1. Your assumption that an unborn fetus has no desire to do anything has no basis.
Much like your assumption to the contrary. We get to be baseless assumption buddies; yay!
2. I did not justify abortion for I do not consider a fetus to be part of a woman's body.
What you do or do not consider the fetus a part of is irrelevant. The fetus is IN a woman's body, it parasitizes her body's nutrients, expands the abdominal area, strains surrounding tissue and muscle, and triggers morning sickness and immunosuppression.
Abortion is discrimination against a human being.
No, it isn't.
That child is a living being, because it has all the essential functions of a life-form. You forget that you too are made up of cells, and if your cells (which you do not consider alive) were systimatically killed, you would cease to be.
1 False equivalence.
2 I have
never claimed that the cells of my body aren't alive. Don't misattribute me.
3
Here we have a cross section of someone's liver. The pale blotches are tumors made of human pancreatic cells. These cells are living beings, because they have all the essential functions of a life-form. Furthermore, you cannot prove that they are not fully conscious, having their own feelings and desires. Therefore, destroying them would be unjust, discriminatory, and, dare I say,
MURDER.
4 Seriously, what child?
No, it does not end there. I consider every abortion to be a murder, and as such, every mother who aborts her child is liable in a court of law.

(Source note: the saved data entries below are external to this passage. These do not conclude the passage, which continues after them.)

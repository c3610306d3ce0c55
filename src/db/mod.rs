//! Database layer.
//!
//! - [`schema`]: DDL and initialization (`initialize_database`).
//! - [`converters`]: row-to-record conversions (`row_to_graph_node`, `row_to_record`).

pub mod converters;
pub mod schema;

pub use converters::{row_to_graph_node, row_to_record, row_to_relationship};
pub use schema::{initialize_database, initialize_database_with_timeout};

1 Not all abortions are intentional.
2 You can consider that all you like. The fact remains that it isn't true.
A fetus is a baby.
No, it isn't.
If we begin to define a person according to our own standards, then we get into dangerous territory.
Yet, you're
already defining personhood according to your own standards by declaring every human fetus to be a fully conscious baby with human rights.
Besides, what do you have that a unborn baby does not?
Really? If we assume that you're trying to refer to a fetus that can be legally aborted:
Functional senses, intellect, memories, personality, responsibilities and obligations, relationships, goals and ambitions, and legal personhood are all pretty much guaranteed.
BUT both are the same object.
No, they aren't. That's an obvious false equivalence.
Babies have brains too, [...]
Yes, babies do, in fact, have brains. Blastulai don't.
[...] and what is a brain besides a mass of cells?
Quite a bit, as you well know. Another false equivalence.
An unborn baby is conscious and can think, can feel, and can move.
1 No, it isn't.
2 So? You're straying off topic again.
A brain remains a mass of cells that computes concepts by electrical impulses carried by a nervous network.
Whereas a blastula does not.
That made me laugh. ROFL+
Way to be subtle, Mr. Ad Hominem.
Bravo! Thanks, @Moegreche, you really hit it on the head.
... You do know he was asking a question, right?
But after "development," the same matter remains, yet you now call it a person. No new matter (new in the sense that it was not previously present) is added, but more of pre-existing matter; yet that somehow imbues it with personhood, in your opinion.
Well, no. It's an aggregate made almost entirely of new matter that has been built up through the original matter and differentiated into distinct tissues with specialized functions.
Possession of physical attributes or lack thereof does not constitute personhood. Some persons posess less of those attributes than animals, yet they remain persons and animals do not. Personhood remains the quality of being conscious, which expounds upon the fundamental superiority of humankind over animals.
Uh, no.
1 Humans
are animals.
2 Consciousness is not intrinsic to all humans.
3 Consciousness is in no way unique to humans. At all.
4 Humankind has
no superiority over any other animal.
As a Catholic, the answer is simple. A person is one created in the Image and Likeness of God: one who posesses a soul. A soul is created at conception.
1 Why? What reason is there for a soul to be created at that particular time?
2 Unlike with fetal development, the matter present right after conception is the same matter that was introduced just before conception. No new material is added by this process. If we hold to your earlier reasoning, we may as well declare the egg and sperm cells human beings.
Abortion, however, remains the murder of a baby.
1 No, because it never was.
2
Proof by assertion.
@Moegreche
Higher brain function would exclude infants from counting as persons (severely mentally handicapped people might also fail this criterion). So it must be something else.
This looks like a moralistic fallacy to me. What you are saying appears to be that these criteria
can't be what defines personhood because these individuals
shouldn't be excluded from personhood.
@HahiHa
On one hand, I agree that setting the limit at birth makes no sense, because age at birth is highly variable and this would basically reduce the decision to "is it inside the mother or not".
Whereas I disagree, as full sensory development is initiated immediately at birth. At any time before this, there is nothing to learn, perceive, or be cognizant of.